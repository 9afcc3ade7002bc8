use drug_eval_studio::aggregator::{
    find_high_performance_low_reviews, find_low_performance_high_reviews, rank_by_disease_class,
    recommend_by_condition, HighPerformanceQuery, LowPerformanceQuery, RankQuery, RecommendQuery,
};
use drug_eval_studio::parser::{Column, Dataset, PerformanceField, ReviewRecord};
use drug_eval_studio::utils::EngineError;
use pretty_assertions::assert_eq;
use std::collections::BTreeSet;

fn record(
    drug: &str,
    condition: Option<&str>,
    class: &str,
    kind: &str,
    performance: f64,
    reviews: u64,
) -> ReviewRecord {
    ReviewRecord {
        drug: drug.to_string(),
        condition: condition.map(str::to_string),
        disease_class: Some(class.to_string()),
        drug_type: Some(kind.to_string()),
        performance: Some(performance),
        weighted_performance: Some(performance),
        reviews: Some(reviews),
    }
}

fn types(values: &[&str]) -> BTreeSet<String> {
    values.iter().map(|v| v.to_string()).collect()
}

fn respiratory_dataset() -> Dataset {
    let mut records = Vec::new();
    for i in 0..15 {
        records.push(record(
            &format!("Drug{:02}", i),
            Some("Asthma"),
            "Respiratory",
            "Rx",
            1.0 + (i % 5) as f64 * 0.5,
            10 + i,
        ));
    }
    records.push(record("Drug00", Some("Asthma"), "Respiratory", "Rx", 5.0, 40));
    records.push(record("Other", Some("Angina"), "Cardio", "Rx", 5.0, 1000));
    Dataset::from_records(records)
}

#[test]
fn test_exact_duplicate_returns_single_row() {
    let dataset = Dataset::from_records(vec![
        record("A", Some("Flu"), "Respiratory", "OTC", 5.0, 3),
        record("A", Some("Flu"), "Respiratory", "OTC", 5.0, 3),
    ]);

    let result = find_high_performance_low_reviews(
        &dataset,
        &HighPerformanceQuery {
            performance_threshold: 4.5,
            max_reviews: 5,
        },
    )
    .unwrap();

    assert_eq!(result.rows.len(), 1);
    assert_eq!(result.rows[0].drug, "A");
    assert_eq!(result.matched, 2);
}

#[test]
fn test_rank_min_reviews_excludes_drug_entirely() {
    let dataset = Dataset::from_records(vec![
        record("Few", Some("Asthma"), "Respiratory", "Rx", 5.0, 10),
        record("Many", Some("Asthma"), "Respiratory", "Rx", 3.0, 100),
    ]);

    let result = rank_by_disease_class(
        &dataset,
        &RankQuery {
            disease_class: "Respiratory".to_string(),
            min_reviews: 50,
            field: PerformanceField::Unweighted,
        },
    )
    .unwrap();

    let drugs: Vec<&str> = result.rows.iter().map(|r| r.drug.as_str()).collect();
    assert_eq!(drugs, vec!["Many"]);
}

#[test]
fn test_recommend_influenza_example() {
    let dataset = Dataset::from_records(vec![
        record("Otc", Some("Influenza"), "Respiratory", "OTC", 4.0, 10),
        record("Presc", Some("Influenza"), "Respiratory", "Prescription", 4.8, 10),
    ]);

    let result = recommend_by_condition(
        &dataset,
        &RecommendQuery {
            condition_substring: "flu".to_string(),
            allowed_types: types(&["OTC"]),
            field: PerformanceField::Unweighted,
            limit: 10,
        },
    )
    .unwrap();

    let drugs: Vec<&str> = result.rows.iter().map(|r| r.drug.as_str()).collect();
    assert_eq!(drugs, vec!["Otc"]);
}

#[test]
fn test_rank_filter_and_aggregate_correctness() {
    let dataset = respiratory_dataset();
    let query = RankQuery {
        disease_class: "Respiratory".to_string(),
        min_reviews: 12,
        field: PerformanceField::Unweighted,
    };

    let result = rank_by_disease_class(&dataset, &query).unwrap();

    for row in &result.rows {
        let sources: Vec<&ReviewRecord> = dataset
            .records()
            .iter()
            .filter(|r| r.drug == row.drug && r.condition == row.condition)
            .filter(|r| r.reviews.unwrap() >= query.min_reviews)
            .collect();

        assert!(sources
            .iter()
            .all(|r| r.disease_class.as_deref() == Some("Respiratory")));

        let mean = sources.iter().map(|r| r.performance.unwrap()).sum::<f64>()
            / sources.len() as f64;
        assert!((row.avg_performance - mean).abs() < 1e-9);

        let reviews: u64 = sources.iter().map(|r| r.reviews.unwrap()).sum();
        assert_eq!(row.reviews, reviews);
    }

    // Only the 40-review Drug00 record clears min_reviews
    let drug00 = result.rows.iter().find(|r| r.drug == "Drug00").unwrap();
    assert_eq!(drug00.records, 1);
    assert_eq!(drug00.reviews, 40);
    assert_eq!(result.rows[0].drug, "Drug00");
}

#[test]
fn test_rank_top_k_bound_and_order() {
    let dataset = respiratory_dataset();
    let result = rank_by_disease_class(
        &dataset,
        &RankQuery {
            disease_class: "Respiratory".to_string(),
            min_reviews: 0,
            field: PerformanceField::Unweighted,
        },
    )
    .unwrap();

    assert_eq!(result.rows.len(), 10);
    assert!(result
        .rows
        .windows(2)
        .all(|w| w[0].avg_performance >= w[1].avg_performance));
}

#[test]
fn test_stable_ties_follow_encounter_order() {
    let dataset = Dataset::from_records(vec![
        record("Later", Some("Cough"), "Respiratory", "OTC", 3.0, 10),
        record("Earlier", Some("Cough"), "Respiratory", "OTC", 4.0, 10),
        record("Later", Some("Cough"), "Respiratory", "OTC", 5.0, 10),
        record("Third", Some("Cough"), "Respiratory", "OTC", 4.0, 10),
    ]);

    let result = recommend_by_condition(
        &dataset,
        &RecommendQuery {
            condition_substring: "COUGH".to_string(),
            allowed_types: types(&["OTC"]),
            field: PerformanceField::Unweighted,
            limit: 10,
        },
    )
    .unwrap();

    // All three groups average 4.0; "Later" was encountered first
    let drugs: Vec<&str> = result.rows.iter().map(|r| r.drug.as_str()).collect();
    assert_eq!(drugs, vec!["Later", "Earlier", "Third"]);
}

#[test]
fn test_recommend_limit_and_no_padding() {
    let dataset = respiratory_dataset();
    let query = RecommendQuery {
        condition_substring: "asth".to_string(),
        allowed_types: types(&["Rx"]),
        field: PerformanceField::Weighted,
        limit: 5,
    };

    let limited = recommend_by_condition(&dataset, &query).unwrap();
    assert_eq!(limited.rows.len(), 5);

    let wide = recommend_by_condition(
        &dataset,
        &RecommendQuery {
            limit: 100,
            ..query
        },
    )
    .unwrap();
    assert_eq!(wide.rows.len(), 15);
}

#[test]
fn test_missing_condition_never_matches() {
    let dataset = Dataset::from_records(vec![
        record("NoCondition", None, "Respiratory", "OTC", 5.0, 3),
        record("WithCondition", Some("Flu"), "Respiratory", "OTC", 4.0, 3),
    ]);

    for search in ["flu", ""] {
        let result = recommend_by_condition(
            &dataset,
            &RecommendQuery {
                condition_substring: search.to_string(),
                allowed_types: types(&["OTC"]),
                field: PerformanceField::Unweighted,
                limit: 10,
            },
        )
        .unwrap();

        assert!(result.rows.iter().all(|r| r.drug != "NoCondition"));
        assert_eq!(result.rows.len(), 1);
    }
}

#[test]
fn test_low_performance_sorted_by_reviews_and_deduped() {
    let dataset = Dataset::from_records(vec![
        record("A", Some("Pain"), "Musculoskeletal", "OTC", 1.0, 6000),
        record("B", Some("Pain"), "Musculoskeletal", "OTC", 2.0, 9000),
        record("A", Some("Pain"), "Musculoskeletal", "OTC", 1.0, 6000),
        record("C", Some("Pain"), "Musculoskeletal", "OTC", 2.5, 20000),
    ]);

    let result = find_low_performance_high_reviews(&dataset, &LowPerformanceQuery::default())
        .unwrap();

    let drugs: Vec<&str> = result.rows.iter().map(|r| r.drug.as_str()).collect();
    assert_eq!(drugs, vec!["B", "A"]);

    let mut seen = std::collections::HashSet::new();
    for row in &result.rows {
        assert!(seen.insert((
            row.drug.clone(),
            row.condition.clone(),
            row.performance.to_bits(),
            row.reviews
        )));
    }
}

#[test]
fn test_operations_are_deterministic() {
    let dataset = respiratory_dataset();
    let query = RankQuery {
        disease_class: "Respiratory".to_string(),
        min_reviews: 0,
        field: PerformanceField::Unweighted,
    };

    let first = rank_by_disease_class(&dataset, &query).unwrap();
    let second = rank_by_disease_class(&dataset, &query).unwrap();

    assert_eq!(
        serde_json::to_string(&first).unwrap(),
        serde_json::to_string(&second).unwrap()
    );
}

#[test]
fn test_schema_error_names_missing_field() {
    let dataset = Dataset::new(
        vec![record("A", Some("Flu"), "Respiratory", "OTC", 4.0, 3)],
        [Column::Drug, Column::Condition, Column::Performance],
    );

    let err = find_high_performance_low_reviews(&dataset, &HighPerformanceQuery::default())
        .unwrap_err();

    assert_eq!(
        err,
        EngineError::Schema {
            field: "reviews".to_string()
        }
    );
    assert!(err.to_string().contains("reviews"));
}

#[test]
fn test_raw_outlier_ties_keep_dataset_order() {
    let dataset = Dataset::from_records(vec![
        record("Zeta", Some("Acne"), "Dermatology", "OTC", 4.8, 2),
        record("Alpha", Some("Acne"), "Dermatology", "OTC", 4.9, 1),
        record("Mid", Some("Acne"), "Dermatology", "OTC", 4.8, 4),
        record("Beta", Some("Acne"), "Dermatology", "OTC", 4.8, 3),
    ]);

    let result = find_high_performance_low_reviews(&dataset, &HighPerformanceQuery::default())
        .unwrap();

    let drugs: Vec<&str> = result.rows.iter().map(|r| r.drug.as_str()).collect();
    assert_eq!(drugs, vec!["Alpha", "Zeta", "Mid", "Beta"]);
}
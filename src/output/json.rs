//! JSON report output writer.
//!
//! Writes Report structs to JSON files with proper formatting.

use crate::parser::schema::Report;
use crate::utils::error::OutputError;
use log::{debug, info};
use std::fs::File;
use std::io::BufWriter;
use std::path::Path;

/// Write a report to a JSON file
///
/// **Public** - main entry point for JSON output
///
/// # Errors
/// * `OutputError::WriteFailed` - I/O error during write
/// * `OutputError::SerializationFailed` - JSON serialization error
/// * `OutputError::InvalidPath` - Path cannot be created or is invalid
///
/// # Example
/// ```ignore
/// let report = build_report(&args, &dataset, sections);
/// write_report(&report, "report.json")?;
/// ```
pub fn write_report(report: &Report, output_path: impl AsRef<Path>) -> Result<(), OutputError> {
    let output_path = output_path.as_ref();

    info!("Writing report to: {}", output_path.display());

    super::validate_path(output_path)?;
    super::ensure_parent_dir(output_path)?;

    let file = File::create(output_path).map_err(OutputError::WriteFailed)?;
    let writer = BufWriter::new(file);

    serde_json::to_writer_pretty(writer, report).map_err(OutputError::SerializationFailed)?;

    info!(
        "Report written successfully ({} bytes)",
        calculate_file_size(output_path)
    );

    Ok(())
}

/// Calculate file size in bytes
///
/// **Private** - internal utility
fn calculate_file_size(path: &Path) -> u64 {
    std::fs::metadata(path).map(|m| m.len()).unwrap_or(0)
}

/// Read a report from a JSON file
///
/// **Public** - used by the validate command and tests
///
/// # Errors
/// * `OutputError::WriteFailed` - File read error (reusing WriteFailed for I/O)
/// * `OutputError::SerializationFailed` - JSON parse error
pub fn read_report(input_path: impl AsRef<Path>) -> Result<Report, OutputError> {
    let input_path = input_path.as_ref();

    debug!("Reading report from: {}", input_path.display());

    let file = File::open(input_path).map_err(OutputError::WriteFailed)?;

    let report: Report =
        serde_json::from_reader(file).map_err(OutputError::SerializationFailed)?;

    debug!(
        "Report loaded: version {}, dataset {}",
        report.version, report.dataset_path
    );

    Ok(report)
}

******************************

WHAT YOU WILL DO ▸ Please find every line in the records that contains the word "types", and copy it out.

YOUR RESPONSE ▸
fn types(values: &[&str]) -> BTreeSet<String> {
            allowed_types: types(&["OTC"]),
            allowed_types: types(&["OTC"]),
        allowed_types: types(&["Rx"]),
                allowed_types: types(&["OTC"]),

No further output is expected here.